Sepertinya agak naif jika dalam menjalani hidup kita terbebas dari yang namanya mengeluh. Sesuka apa pun dengan bidang yang digeluti, secinta apa pun dengan pelajaran yang dipilih, seniat apa pun dengan setiap keputusan yang dibuat, pasti ada satu momen di mana diri ini merasa lelah dengan keadaan. Agaknya itu wajar dan bisa dirasakan oleh banyak orang.

Hal tersebut nggak salah kok, kehidupan itu kadang sulit untuk diprediksi. Fasenya pun bisa dengan cepat berubah, perasaan up and down itu normal, apalagi jika dikaitkan dengan proses mencapai tujuan yang selama ini didambakan. Dulu, aku sempat berpikir kalau jadi orang dewasa pasti punya banyak keuntungan; bisa beli ini-itu dengan uang sendiri, memutuskan pilihan hidup secara mandiri, nggak dianggap anak kecil lagi, dan hal-hal menyenangkan lainnya.

Akan tetapi, kalau ditanya sekarang, mungkin kamu juga sepakat kalau jadi dewasa itu menuntut kita untuk bertanggung jawab pada setiap keputusan yang diambil. Hih… rasanya mau teriak di telinga yang bilang jadi orang dewasa itu menyenangkan!

Dengan tujuan yang masih samar-samar, aku sering kali hanya punya keyakinan bahwa bekerja keras adalah kewajiban

Satu hal yang dikhawatirkan saat bertambah usia, banyak orang yang ingin hidup nyaman hingga bebas secara finansial. Namun, anggapan itu realitanya nggak semudah membalikkan telapak tangan. Ada usaha di sana yang harus dilalui satu demi satu, perjalanannya pun nggak instan. Anggapan usaha yang keras akan mencapai kesuksesan seolah jadi tertanam di pikiran. Pahitnya, aku jadi nggak sadar kalau ternyata sudah terlalu keras dengan diri sendiri.

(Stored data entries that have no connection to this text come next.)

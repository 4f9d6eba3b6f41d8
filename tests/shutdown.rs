#[path = "common.rs"]
mod common;

use std::sync::Arc;
use std::thread;
use std::time::Duration;

use fanmq::core::message::new_message;
use fanmq::{BroadcastQueue, QueueError, SubscriberId};

#[test]
fn close_wakes_a_blocked_consumer() {
    common::init_logging();

    let q = Arc::new(BroadcastQueue::new(4).unwrap());
    let id = SubscriberId::from("parked");
    q.subscribe(id.clone()).unwrap();

    let consumer = {
        let q = Arc::clone(&q);
        let id = id.clone();
        thread::spawn(move || q.consume(&id))
    };

    thread::sleep(Duration::from_millis(50));
    q.close();

    assert_eq!(consumer.join().unwrap().unwrap_err(), QueueError::QueueClosed);
}

#[test]
fn close_wakes_a_blocked_publisher() {
    common::init_logging();

    let q = Arc::new(BroadcastQueue::new(1).unwrap());
    let id = SubscriberId::from("reader");
    q.subscribe(id.clone()).unwrap();
    q.publish(new_message("blocker")).unwrap();

    let publisher = {
        let q = Arc::clone(&q);
        thread::spawn(move || q.publish(new_message("parked")))
    };

    thread::sleep(Duration::from_millis(50));
    q.close();

    assert_eq!(publisher.join().unwrap().unwrap_err(), QueueError::QueueClosed);
}

#[test]
fn every_operation_fails_after_close() {
    common::init_logging();

    let q = BroadcastQueue::new(4).unwrap();
    let id = SubscriberId::from("reader");
    q.subscribe(id.clone()).unwrap();
    q.publish(new_message("m")).unwrap();

    q.close();
    assert!(q.is_closed());
    assert_eq!(q.len(), 0);
    assert_eq!(q.subscriber_count(), 0);

    assert_eq!(q.publish(new_message("x")).unwrap_err(), QueueError::QueueClosed);
    assert_eq!(q.consume(&id).unwrap_err(), QueueError::QueueClosed);
    assert_eq!(q.try_consume(&id).unwrap_err(), QueueError::QueueClosed);
    assert_eq!(q.subscribe(id.clone()).unwrap_err(), QueueError::QueueClosed);
    assert_eq!(q.set_capacity(8).unwrap_err(), QueueError::QueueClosed);
    assert!(!q.remove(1));

    // idempotent
    q.close();
    assert!(q.is_closed());
}
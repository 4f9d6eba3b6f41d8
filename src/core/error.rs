use std::fmt;

/// Errors returned by [`BroadcastQueue`](crate::core::queue::BroadcastQueue)
/// operations.
///
/// Two misuse cases are caller contracts rather than runtime-checked
/// variants: issuing more than one concurrent `consume` for the same
/// subscriber id, and racing queue teardown against in-flight calls. Both
/// stay memory-safe here; the outcome is merely an unspecified interleaving.
#[derive(Debug, PartialEq, Eq)]
pub enum QueueError {
    /// Queue created or resized with a capacity of zero.
    InvalidCapacity,
    /// Internal storage reservation failed; the caller may retry.
    AllocationFailure,
    /// The given subscriber id is not registered. Also returned to a blocked
    /// consumer whose registration was removed by a concurrent unsubscribe.
    NotSubscribed,
    /// The queue has been closed; no further operations will succeed.
    QueueClosed,
    /// A timed wait expired before the operation could complete.
    Timeout,
}

impl std::error::Error for QueueError {}

impl fmt::Display for QueueError {
    fn fmt(&self, f: &mut fmt::Formatter<'_>) -> fmt::Result {
        match self {
            QueueError::InvalidCapacity => write!(f, "Capacity must be greater than zero"),
            QueueError::AllocationFailure => write!(f, "Failed to allocate queue storage"),
            QueueError::NotSubscribed => write!(f, "Subscriber is not registered"),
            QueueError::QueueClosed => write!(f, "Queue is closed"),
            QueueError::Timeout => write!(f, "Operation timed out"),
        }
    }
}
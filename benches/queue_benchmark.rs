use criterion::{criterion_group, criterion_main, Criterion, Throughput};

use fanmq::config::CONFIG;
use fanmq::core::message::new_message;
use fanmq::{BroadcastQueue, SubscriberId};

fn publish_consume_roundtrip(c: &mut Criterion) {
    let mut group = c.benchmark_group("queue");
    group.throughput(Throughput::Elements(1));

    group.bench_function("publish_consume_single_subscriber", |b| {
        let q = BroadcastQueue::new(CONFIG.queue.capacity).unwrap();
        let id = SubscriberId::from("bench");
        q.subscribe(id.clone()).unwrap();
        b.iter(|| {
            q.publish(new_message("payload")).unwrap();
            q.consume(&id).unwrap()
        });
    });

    group.bench_function("publish_fanout_eight_subscribers", |b| {
        let q = BroadcastQueue::new(CONFIG.queue.capacity).unwrap();
        let ids: Vec<SubscriberId> = (0..8)
            .map(|n| SubscriberId::from(format!("bench-{n}")))
            .collect();
        for id in &ids {
            q.subscribe(id.clone()).unwrap();
        }
        b.iter(|| {
            q.publish(new_message("payload")).unwrap();
            for id in &ids {
                q.consume(id).unwrap();
            }
        });
    });

    group.finish();
}

criterion_group!(benches, publish_consume_roundtrip);
criterion_main!(benches);
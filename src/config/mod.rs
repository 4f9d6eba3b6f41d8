use once_cell::sync::Lazy;
use serde::Deserialize;
use std::time::Duration;
use std::{fs, path::Path};

#[derive(Debug, Deserialize, Clone)]
pub struct QueueConfig {
    pub capacity: usize,
}

#[derive(Debug, Deserialize, Clone)]
pub struct TimeoutConfig {
    pub consume_ms: u64,
    pub publish_ms: u64,
}

#[derive(Debug, Deserialize, Clone)]
pub struct Config {
    pub queue: QueueConfig,
    pub timeouts: TimeoutConfig,
}

impl Config {
    pub fn consume_timeout(&self) -> Duration {
        Duration::from_millis(self.timeouts.consume_ms)
    }

    pub fn publish_timeout(&self) -> Duration {
        Duration::from_millis(self.timeouts.publish_ms)
    }
}

impl Default for Config {
    fn default() -> Self {
        Config {
            queue: QueueConfig { capacity: 64 },
            timeouts: TimeoutConfig {
                consume_ms: 5_000,
                publish_ms: 5_000,
            },
        }
    }
}

/// Process-wide configuration: `fanmq.toml` from the working directory, or
/// the built-in defaults when the file is absent or malformed.
pub static CONFIG: Lazy<Config> = Lazy::new(|| load_config("fanmq.toml").unwrap_or_default());

pub fn load_config<P: AsRef<Path>>(path: P) -> Result<Config, anyhow::Error> {
    let raw: String = fs::read_to_string(path)?;
    let config: Config = toml::from_str(&raw)?;
    Ok(config)
}
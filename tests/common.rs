use std::sync::Once;

pub fn init_logging() {
    static INIT: Once = Once::new();
    INIT.call_once(|| {
        fanmq::logging::init_logging();
    });
}
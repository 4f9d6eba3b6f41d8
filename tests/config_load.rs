use std::time::Duration;

use fanmq::config::load_config;
use fanmq::{BroadcastQueue, Config};

#[test]
fn load_config_matches_toml() {
    let cfg: Config = load_config("fanmq.toml").expect("failed to load config");

    assert_eq!(cfg.queue.capacity, 64);
    assert_eq!(cfg.timeouts.consume_ms, 5000);
    assert_eq!(cfg.timeouts.publish_ms, 5000);
    assert_eq!(cfg.consume_timeout(), Duration::from_millis(5000));
    assert_eq!(cfg.publish_timeout(), Duration::from_millis(5000));
}

#[test]
fn queue_is_sized_from_config() {
    let cfg = Config::default();
    let q = BroadcastQueue::from_config(&cfg).unwrap();
    assert_eq!(q.capacity(), cfg.queue.capacity);
}

#[test]
fn missing_file_is_an_error() {
    assert!(load_config("does-not-exist.toml").is_err());
}
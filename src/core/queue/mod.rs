//! fanmq queue module.
//!
//! One shared FIFO store, fanned out to every registered subscriber. All
//! state lives behind a single monitor lock with two wait conditions:
//! `space_available` for publishers blocked on a full store and
//! `data_available` for subscribers blocked on an empty backlog.

use parking_lot::{Condvar, Mutex};
use std::collections::{HashMap, VecDeque};
use std::sync::Arc;
use std::time::{Duration, Instant};
use tracing::{debug, trace, warn};

use crate::config::Config;
use crate::core::error::QueueError;
use crate::core::message::Message;
use crate::core::subscriber::{SubscriberId, SubscriberState};

/// Outcome of a successful [`BroadcastQueue::publish`].
///
/// Publishing with an empty subscriber set is not an error: the message is
/// dropped, and the caller is told so it can decide whether to retain the
/// payload.
#[derive(Debug, Clone, Copy, PartialEq, Eq)]
pub enum PublishOutcome {
    /// Message stored; it will be delivered to this many subscribers.
    Delivered { subscribers: usize },
    /// No subscriber was registered; the message was dropped, not stored.
    NoSubscribers,
}

/// One live message in the store.
///
/// `seq` is the message's FIFO position, strictly increasing and never
/// reused, so subscriber cursors (which are sequence numbers) stay valid
/// across removals. `pending` counts subscribers that were entitled to this
/// message at publish time and have not yet consumed it or unsubscribed;
/// the slot is spliced out exactly when it reaches zero.
#[derive(Debug)]
struct Slot {
    seq: u64,
    pending: usize,
    msg: Arc<Message>,
}

#[derive(Debug)]
struct Shared {
    slots: VecDeque<Slot>,
    subscribers: HashMap<SubscriberId, SubscriberState>,
    capacity: usize,
    next_seq: u64,
    closed: bool,
}

impl Shared {
    /// Sequence number of the most recently published message, or the
    /// sentinel 0 before anything was published. A subscriber whose cursor
    /// equals this value has nothing left to read.
    fn tail_seq(&self) -> u64 {
        self.next_seq - 1
    }

    fn first_unread(&self, cursor: u64) -> usize {
        self.slots.partition_point(|s| s.seq <= cursor)
    }
}
use crate::config::RuleSet;
use crate::model::ExclusionReason;

/// Check a name against the exclusion keywords in rule order.
///
/// Returns the reason citing the first keyword found, or `None` if the name
/// is eligible.
pub fn classify(name: &str, rules: &RuleSet) -> Option<ExclusionReason> {
    let upper = name.to_uppercase();
    rules
        .exclusion_keywords()
        .iter()
        .find(|k| upper.contains(k.as_str()))
        .map(|k| ExclusionReason::ContainsKeyword { keyword: k.clone() })
}
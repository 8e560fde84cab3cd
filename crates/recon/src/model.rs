use serde::Serialize;

// ---------------------------------------------------------------------------
// Input
// ---------------------------------------------------------------------------

/// A cell value as the tabular reader saw it, before numeric coercion.
#[derive(Debug, Clone, PartialEq, Serialize)]
#[serde(untagged)]
pub enum RawValue {
    Number(f64),
    Text(String),
    Empty,
}

impl RawValue {
    /// Coerce to a finite number. Text is trimmed and parsed; anything that
    /// does not parse, or parses to NaN/infinity, is `None`.
    pub fn to_number(&self) -> Option<f64> {
        let n = match self {
            Self::Number(n) => *n,
            Self::Text(s) => s.trim().parse::<f64>().ok()?,
            Self::Empty => return None,
        };
        n.is_finite().then_some(n)
    }
}

impl From<f64> for RawValue {
    fn from(n: f64) -> Self {
        Self::Number(n)
    }
}

impl From<&str> for RawValue {
    fn from(s: &str) -> Self {
        if s.trim().is_empty() {
            Self::Empty
        } else {
            Self::Text(s.to_string())
        }
    }
}

/// One row of a period's source table as read.
#[derive(Debug, Clone, PartialEq)]
pub struct RawRecord {
    pub name: String,
    pub value: RawValue,
}

impl RawRecord {
    pub fn new(name: impl Into<String>, value: impl Into<RawValue>) -> Self {
        Self { name: name.into(), value: value.into() }
    }
}

/// A row that survived numeric coercion.
#[derive(Debug, Clone, PartialEq, Serialize)]
pub struct Record {
    pub name: String,
    pub value: f64,
}

impl Record {
    pub fn new(name: impl Into<String>, value: f64) -> Self {
        Self { name: name.into(), value }
    }
}

// ---------------------------------------------------------------------------
// Exclusion
// ---------------------------------------------------------------------------

#[derive(Debug, Clone, PartialEq, Eq, Serialize)]
#[serde(tag = "kind", rename_all = "snake_case")]
pub enum ExclusionReason {
    ContainsKeyword { keyword: String },
    ZeroValue,
    NotComparable,
    VariantSelection,
}

impl std::fmt::Display for ExclusionReason {
    fn fmt(&self, f: &mut std::fmt::Formatter<'_>) -> std::fmt::Result {
        match self {
            Self::ContainsKeyword { keyword } => write!(f, "Excluded by rule: contains {keyword}"),
            Self::ZeroValue => write!(f, "Excluded: zero NAV"),
            Self::NotComparable => write!(f, "Excluded: not comparable"),
            Self::VariantSelection => write!(f, "Excluded: variant selection"),
        }
    }
}

#[derive(Debug, Clone, PartialEq, Serialize)]
pub struct ExcludedRecord {
    #[serde(flatten)]
    pub record: Record,
    pub reason: ExclusionReason,
}

impl ExcludedRecord {
    pub fn new(record: Record, reason: ExclusionReason) -> Self {
        Self { record, reason }
    }
}

// ---------------------------------------------------------------------------
// Period
// ---------------------------------------------------------------------------

#[derive(Debug, Clone, Default, Serialize)]
pub struct PeriodResult {
    /// One record per base scheme, in first-encounter order.
    pub eligible: Vec<Record>,
    pub excluded: Vec<ExcludedRecord>,
    /// Rows left after numeric coercion, before exclusion.
    pub total_raw: usize,
    /// Rows dropped by numeric coercion (blank name, missing or non-numeric value).
    pub dropped: usize,
}

// ---------------------------------------------------------------------------
// Comparison
// ---------------------------------------------------------------------------

#[derive(Debug, Clone, PartialEq, Serialize)]
pub struct ComparisonRow {
    pub name: String,
    pub latest_value: f64,
    pub past_value: f64,
    pub change: f64,
    pub change_percent: f64,
}

#[derive(Debug, Clone, Copy, PartialEq, Eq, Serialize)]
#[serde(rename_all = "snake_case")]
pub enum PeriodRole {
    Latest,
    Past,
}

impl std::fmt::Display for PeriodRole {
    fn fmt(&self, f: &mut std::fmt::Formatter<'_>) -> std::fmt::Result {
        match self {
            Self::Latest => write!(f, "Latest"),
            Self::Past => write!(f, "Past"),
        }
    }
}

/// Reconciliation counts for one side of a comparison.
#[derive(Debug, Clone, PartialEq, Eq, Serialize)]
pub struct PeriodSummary {
    pub role: PeriodRole,
    pub total_raw: usize,
    pub included: usize,
    pub excluded: usize,
    pub dropped: usize,
}

#[derive(Debug, Clone, Serialize)]
pub struct ComparisonSummary {
    pub latest: PeriodSummary,
    pub past: PeriodSummary,
}

#[derive(Debug, Clone, Serialize)]
pub struct Comparison {
    pub rows: Vec<ComparisonRow>,
    pub latest_excluded: Vec<ExcludedRecord>,
    pub past_excluded: Vec<ExcludedRecord>,
    pub summary: ComparisonSummary,
}

// ---------------------------------------------------------------------------
// Run output
// ---------------------------------------------------------------------------

#[derive(Debug, Clone, Serialize)]
pub struct ReconMeta {
    pub latest_label: String,
    pub past_label: String,
    pub engine_version: String,
    pub run_at: String,
}

/// One latest-vs-past comparison run, ready for a report writer.
#[derive(Debug, Clone, Serialize)]
pub struct ReconReport {
    pub meta: ReconMeta,
    #[serde(flatten)]
    pub comparison: Comparison,
}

Kalau masih kuliah atau menempuh pendidikan mungkin aku masih bisa mengetahui pencapaian apa di tahun berikutnya “Satu tahun lagi magang, selesaikan tugas akhir, dan lulus”. Namun, coba kalau sudah bekerja, beberapa orang jadi samar-samar melihat target ke depannya di kehidupan mereka.

Saking sulitnya memprediksi, beberapa memilih untuk jalani dulu sampai menerima kejutan lain yang diberikan oleh Tuhan. Hal inilah yang kemudian aku pahami, bahwa sekuat apa pun kita berusaha untuk mencapai sesuatu, ada beberapa hal yang berjalan di luar kendali dan itu nggak bisa dipaksakan terjadi.

Jujur pada diri sendiri dan mengakui kelemahan bukan berarti akan mengurangi nilai dalam diri kok

Mengasihi diri sendiri bukan berarti menganggapnya menjadi rendah. Namun, dengan menyayangi kekurangan yang ada akan membuat hati lebih tentram dan menerima keadaan.